A: La Fundación Guayasamín, a los cien años del maestro.

Soné que estaba sentado alrededor de una fogata en una noche estrellada a orillas del rio Machángara. Esa noche vi cruzar frente a mis ojos un cóndor andino que volaba con sus alas abiertas en dirección al cielo frente a una luna llena. Quedé abstraído por el cuadro tan divino y tan autentico que se dibujó en aquel edén.

Aquel cuadro fascinante parecía un fresco dibujado por un pintor maravilloso a quien los dioses de los Andes majestuosos le habían encargado pintar la luna y el cóndor, que vuela con su penacho blanco desplegando sus alas en el azul espacio.

Me alejo de la hoguera y camino cautivado con pasos lentos a lo largo del rio sobre cuya linfa la luna se reflejaba reluciente; el cóndor centelleante dirige su vuelo hacia el riachuelo. Alargo mis ojos al firmamento en la oscuridad de la noche y se me muestra la pintura de un toro y un cóndor, una alegoría que conjuga superioridad e inmortalidad

Me viene a la mente el artista ecuatoriano Oswaldo Guayasamín, dibujando la metáfora política de los cóndores indígenas, situándose dentro del linaje artístico de Goya y de Picasso, y, al mismo tiempo, no puedo ignorar la figura del afamado matador español Luis Miguel Dominguín en un ideograma genialmente logrado por el artista que nos lleva a través de la pintura a un estudio crítico de la conquista española.

Me dirijo a la histórica plaza de la república de india, en Quito, próximo a la Alameda, donde está la estatua de Gandhi para un encuentro con el auto-retrato de Guayasamín.

Observo en la pintura a un hombre intenso, de mirada ingeniosa, intentando dibujar lo absurdo de un mundo que se debate entre la idea en torbellino de Amado Nervo que naufraga frente al empuje brutal, y el hombre de la marginalidad que ve incertidumbre, de alma trastornada de ver tanta corrupción.

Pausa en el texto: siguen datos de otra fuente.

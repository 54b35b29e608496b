//! Analysis entry points: one document in, one [`AnalysisOutput`] out.
//!
//! Each call handles a single document from start to finish and keeps no
//! state afterwards. A document that cannot be read fails the whole call;
//! index-level problems only make the affected index absent.

use crate::config::AnalysisConfig;
use crate::error::{DiagramError, SemFitError};
use crate::output::{AnalysisOutput, AnalysisStats, DiagramOutput, DocumentMetadata};
use crate::pipeline::chart::BarChart;
use crate::pipeline::diagram::{self, DiagramRenderer, DiagramSpec};
use crate::pipeline::indices::FitIndexExtractor;
use crate::pipeline::input;
use crate::pipeline::text::{self, DocumentReader, ExtractedDocument, PdfiumReader};
use crate::progress::Stage;
use std::io::Write;
use std::path::Path;
use std::sync::Arc;
use std::time::Instant;
use tracing::{debug, info};

/// Analyse a PDF file or URL.
///
/// # Errors
/// Returns `Err(SemFitError)` when the document cannot be resolved, opened or
/// parsed. A document without any fit index is *not* an error; check
/// [`AnalysisOutput::is_empty_result`].
pub async fn analyze(
    input_str: impl AsRef<str>,
    config: &AnalysisConfig,
) -> Result<AnalysisOutput, SemFitError> {
    let total_start = Instant::now();
    let input_str = input_str.as_ref();
    info!("Starting analysis: {}", input_str);

    // ── Step 1: Resolve input ────────────────────────────────────────────
    let resolved = staged(config, Stage::ResolveInput, async {
        input::resolve_input(input_str, config.download_timeout_secs).await
    })
    .await?;

    // ── Step 2: Read text ────────────────────────────────────────────────
    let read_start = Instant::now();
    let document = staged(
        config,
        Stage::ReadDocument,
        read_document(resolved.path(), config),
    )
    .await?;
    let read_duration_ms = read_start.elapsed().as_millis() as u64;

    // ── Step 3: Extract, tabulate, chart ─────────────────────────────────
    let mut output = analyze_document(&document, config)?;
    output.stats.read_duration_ms = read_duration_ms;
    output.stats.total_duration_ms = total_start.elapsed().as_millis() as u64;

    info!(
        "Analysis complete: {}/{} indices found, {}ms total",
        output.stats.indices_found,
        crate::FitIndexName::COUNT,
        output.stats.total_duration_ms
    );
    Ok(output)
}

/// Analyse PDF bytes held in memory, e.g. an uploaded file.
///
/// The bytes are written to a managed temp file that is removed on return.
pub async fn analyze_bytes(
    bytes: &[u8],
    config: &AnalysisConfig,
) -> Result<AnalysisOutput, SemFitError> {
    let mut tmp = tempfile::Builder::new()
        .prefix("semfit-upload-")
        .suffix(".pdf")
        .tempfile()
        .map_err(|e| SemFitError::Internal(format!("tempfile: {e}")))?;
    tmp.write_all(bytes)
        .map_err(|e| SemFitError::Internal(format!("tempfile write: {e}")))?;
    let path = tmp.path().to_string_lossy().to_string();
    analyze(&path, config).await
}

/// Synchronous wrapper around [`analyze`].
///
/// Creates a temporary tokio runtime internally.
pub fn analyze_sync(
    input_str: impl AsRef<str>,
    config: &AnalysisConfig,
) -> Result<AnalysisOutput, SemFitError> {
    tokio::runtime::Runtime::new()
        .map_err(|e| SemFitError::Internal(format!("Failed to create tokio runtime: {}", e)))?
        .block_on(analyze(input_str, config))
}

/// Run extraction, table and chart on an already-read document.
pub fn analyze_document(
    document: &ExtractedDocument,
    config: &AnalysisConfig,
) -> Result<AnalysisOutput, SemFitError> {
    let mut output = analyze_text(document.source_text(), config)?;
    output.stats.page_count = document.pages.len();
    output.metadata = document.metadata.clone();
    Ok(output)
}

/// Run extraction, table and chart on plain text.
pub fn analyze_text(
    source_text: String,
    config: &AnalysisConfig,
) -> Result<AnalysisOutput, SemFitError> {
    let extract_start = Instant::now();
    notify_start(config, Stage::ExtractIndices);
    let extractor = FitIndexExtractor::new(config.extraction)?;
    let (report, parse_failures) = extractor.extract_with_diagnostics(&source_text);
    let extract_duration_ms = extract_start.elapsed().as_millis() as u64;
    notify_complete(config, Stage::ExtractIndices, extract_duration_ms);
    debug!(
        "{} indices found, {} parse failures",
        report.found_count(),
        parse_failures.len()
    );

    let chart_start = Instant::now();
    notify_start(config, Stage::BuildChart);
    let chart = BarChart::from_report(&report, &config.chart);
    notify_complete(
        config,
        Stage::BuildChart,
        chart_start.elapsed().as_millis() as u64,
    );

    let stats = AnalysisStats {
        page_count: 0,
        source_chars: source_text.chars().count(),
        indices_found: report.found_count(),
        read_duration_ms: 0,
        extract_duration_ms,
        total_duration_ms: extract_start.elapsed().as_millis() as u64,
    };

    Ok(AnalysisOutput {
        preview: text::preview(&source_text, config.preview_chars),
        source_text,
        report,
        parse_failures,
        chart,
        metadata: DocumentMetadata::default(),
        stats,
    })
}

/// Extract PDF metadata without analysing content.
pub async fn inspect(
    input_str: impl AsRef<str>,
    config: &AnalysisConfig,
) -> Result<DocumentMetadata, SemFitError> {
    let resolved = input::resolve_input(input_str.as_ref(), config.download_timeout_secs).await?;
    let path = resolved.path().to_path_buf();
    let reader = reader_for(config);
    let password = config.password.clone();
    tokio::task::spawn_blocking(move || reader.read_metadata(&path, password.as_deref()))
        .await
        .map_err(|e| SemFitError::Internal(format!("Metadata task panicked: {}", e)))?
}

/// Generate the path diagram, reporting [`Stage::GenerateDiagram`] to the
/// configured progress callback.
///
/// Independent of any analysed document; only the callback is taken from
/// `config`.
pub async fn generate_diagram(
    spec: &DiagramSpec,
    renderer: &dyn DiagramRenderer,
    config: &AnalysisConfig,
) -> Result<DiagramOutput, DiagramError> {
    staged(
        config,
        Stage::GenerateDiagram,
        diagram::generate(spec, renderer),
    )
    .await
}

/// Write `contents` to `path` atomically (temp file + rename).
pub async fn write_output(path: impl AsRef<Path>, contents: &[u8]) -> Result<(), SemFitError> {
    let path = path.as_ref();
    let write_err = |source: std::io::Error| SemFitError::OutputWriteFailed {
        path: path.to_path_buf(),
        source,
    };

    if let Some(parent) = path.parent().filter(|p| !p.as_os_str().is_empty()) {
        tokio::fs::create_dir_all(parent).await.map_err(write_err)?;
    }

    let mut tmp_name = path.file_name().unwrap_or_default().to_os_string();
    tmp_name.push(".tmp");
    let tmp_path = path.with_file_name(tmp_name);

    tokio::fs::write(&tmp_path, contents)
        .await
        .map_err(write_err)?;
    tokio::fs::rename(&tmp_path, path).await.map_err(write_err)?;
    debug!("Wrote {} ({} bytes)", path.display(), contents.len());
    Ok(())
}

// ── Internal helpers ─────────────────────────────────────────────────────

fn reader_for(config: &AnalysisConfig) -> Arc<dyn DocumentReader> {
    match config.reader {
        Some(ref reader) => Arc::clone(reader),
        None => Arc::new(PdfiumReader),
    }
}

/// Read the document on the blocking pool.
async fn read_document(
    path: &Path,
    config: &AnalysisConfig,
) -> Result<ExtractedDocument, SemFitError> {
    let reader = reader_for(config);
    let path = path.to_path_buf();
    let password = config.password.clone();

    let document = tokio::task::spawn_blocking(move || reader.read(&path, password.as_deref()))
        .await
        .map_err(|e| SemFitError::Internal(format!("Read task panicked: {}", e)))??;

    if let Some(ref cb) = config.progress_callback {
        cb.on_document_read(document.pages.len(), document.source_text().chars().count());
    }
    Ok(document)
}

/// Run `fut`, reporting start/complete/error for `stage`.
async fn staged<T, E: std::fmt::Display>(
    config: &AnalysisConfig,
    stage: Stage,
    fut: impl std::future::Future<Output = Result<T, E>>,
) -> Result<T, E> {
    let start = Instant::now();
    notify_start(config, stage);
    match fut.await {
        Ok(v) => {
            notify_complete(config, stage, start.elapsed().as_millis() as u64);
            Ok(v)
        }
        Err(e) => {
            if let Some(ref cb) = config.progress_callback {
                cb.on_stage_error(stage, &e.to_string());
            }
            Err(e)
        }
    }
}

fn notify_start(config: &AnalysisConfig, stage: Stage) {
    if let Some(ref cb) = config.progress_callback {
        cb.on_stage_start(stage);
    }
}

fn notify_complete(config: &AnalysisConfig, stage: Stage, elapsed_ms: u64) {
    if let Some(ref cb) = config.progress_callback {
        cb.on_stage_complete(stage, elapsed_ms);
    }
}

#[cfg(test)]
mod tests {
    use super::*;
    use crate::fit_index::FitIndexName;
    use crate::progress::AnalysisProgressCallback;
    use futures::future::BoxFuture;
    use std::sync::Mutex;

    #[test]
    fn analyze_text_end_to_end() {
        let config = AnalysisConfig::default();
        let out = analyze_text(
            "Model fit: CFI = 0.97, RMSEA=0.045, SRMR .031".to_string(),
            &config,
        )
        .unwrap();
        assert_eq!(out.report.get(FitIndexName::Cfi), Some(0.97));
        assert_eq!(out.report.get(FitIndexName::Rmsea), Some(0.045));
        assert_eq!(out.report.get(FitIndexName::Srmr), Some(0.031));
        assert_eq!(out.stats.indices_found, 3);
        assert_eq!(out.chart.as_ref().map(|c| c.bars.len()), Some(3));
        assert!(!out.is_empty_result());
    }

    #[test]
    fn analyze_text_without_indices() {
        let out = analyze_text("Nothing to see here.".to_string(), &AnalysisConfig::default())
            .unwrap();
        assert!(out.is_empty_result());
        assert!(out.chart.is_none());
        assert_eq!(out.report.len(), 13);
    }

    #[test]
    fn preview_is_truncated() {
        let config = AnalysisConfig::builder().preview_chars(5).build().unwrap();
        let out = analyze_text("CFI = 0.97 and more".to_string(), &config).unwrap();
        assert_eq!(out.preview, "CFI =");
        assert_eq!(out.stats.source_chars, 19);
    }

    #[derive(Default)]
    struct StageLog {
        events: Mutex<Vec<(&'static str, Stage)>>,
    }

    impl AnalysisProgressCallback for StageLog {
        fn on_stage_start(&self, stage: Stage) {
            self.events.lock().unwrap().push(("start", stage));
        }
        fn on_stage_complete(&self, stage: Stage, _elapsed_ms: u64) {
            self.events.lock().unwrap().push(("complete", stage));
        }
        fn on_stage_error(&self, stage: Stage, _error: &str) {
            self.events.lock().unwrap().push(("error", stage));
        }
    }

    struct WritePng;

    impl DiagramRenderer for WritePng {
        fn render<'a>(
            &'a self,
            _script: &'a str,
            spec: &'a DiagramSpec,
        ) -> BoxFuture<'a, Result<(), DiagramError>> {
            Box::pin(async move {
                image::RgbImage::from_pixel(2, 2, image::Rgb([0, 0, 0]))
                    .save(&spec.output_path)
                    .map_err(|e| DiagramError::Io(std::io::Error::other(e.to_string())))
            })
        }
    }

    struct Fails;

    impl DiagramRenderer for Fails {
        fn render<'a>(
            &'a self,
            _script: &'a str,
            _spec: &'a DiagramSpec,
        ) -> BoxFuture<'a, Result<(), DiagramError>> {
            Box::pin(async { Err(DiagramError::Timeout { secs: 1 }) })
        }
    }

    fn logged_config() -> (Arc<StageLog>, AnalysisConfig) {
        let log = Arc::new(StageLog::default());
        let config = AnalysisConfig::builder()
            .progress_callback(log.clone())
            .build()
            .unwrap();
        (log, config)
    }

    #[tokio::test]
    async fn diagram_stage_is_reported() {
        let dir = tempfile::tempdir().unwrap();
        let spec = DiagramSpec::default().with_output_path(dir.path().join("d.png"));
        let (log, config) = logged_config();

        generate_diagram(&spec, &WritePng, &config).await.unwrap();

        assert_eq!(
            *log.events.lock().unwrap(),
            vec![
                ("start", Stage::GenerateDiagram),
                ("complete", Stage::GenerateDiagram)
            ]
        );
    }

    #[tokio::test]
    async fn diagram_failure_is_reported() {
        let dir = tempfile::tempdir().unwrap();
        let spec = DiagramSpec::default().with_output_path(dir.path().join("d.png"));
        let (log, config) = logged_config();

        let err = generate_diagram(&spec, &Fails, &config).await.unwrap_err();

        assert!(matches!(err, DiagramError::Timeout { secs: 1 }));
        assert_eq!(
            *log.events.lock().unwrap(),
            vec![
                ("start", Stage::GenerateDiagram),
                ("error", Stage::GenerateDiagram)
            ]
        );
    }

    #[tokio::test]
    async fn write_output_creates_parents() {
        let dir = tempfile::tempdir().unwrap();
        let path = dir.path().join("nested/out/chart.svg");
        write_output(&path, b"<svg/>").await.unwrap();
        assert_eq!(std::fs::read(&path).unwrap(), b"<svg/>");
        assert!(!dir.path().join("nested/out/chart.svg.tmp").exists());
    }
}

Guayasamín sale de su auto-retrato y ante aquel mundo tiranizado que la modernidad nos trajo envuelto en un siglo de confusiones, de aullidos de perros, evolucionan dos lienzos grandiosos: La tortura y el grito que interpretan un universo de fuego y agua, sin luna y de estrellas en fuga y una masa de gente originaria desde abajo gritándole al imperio.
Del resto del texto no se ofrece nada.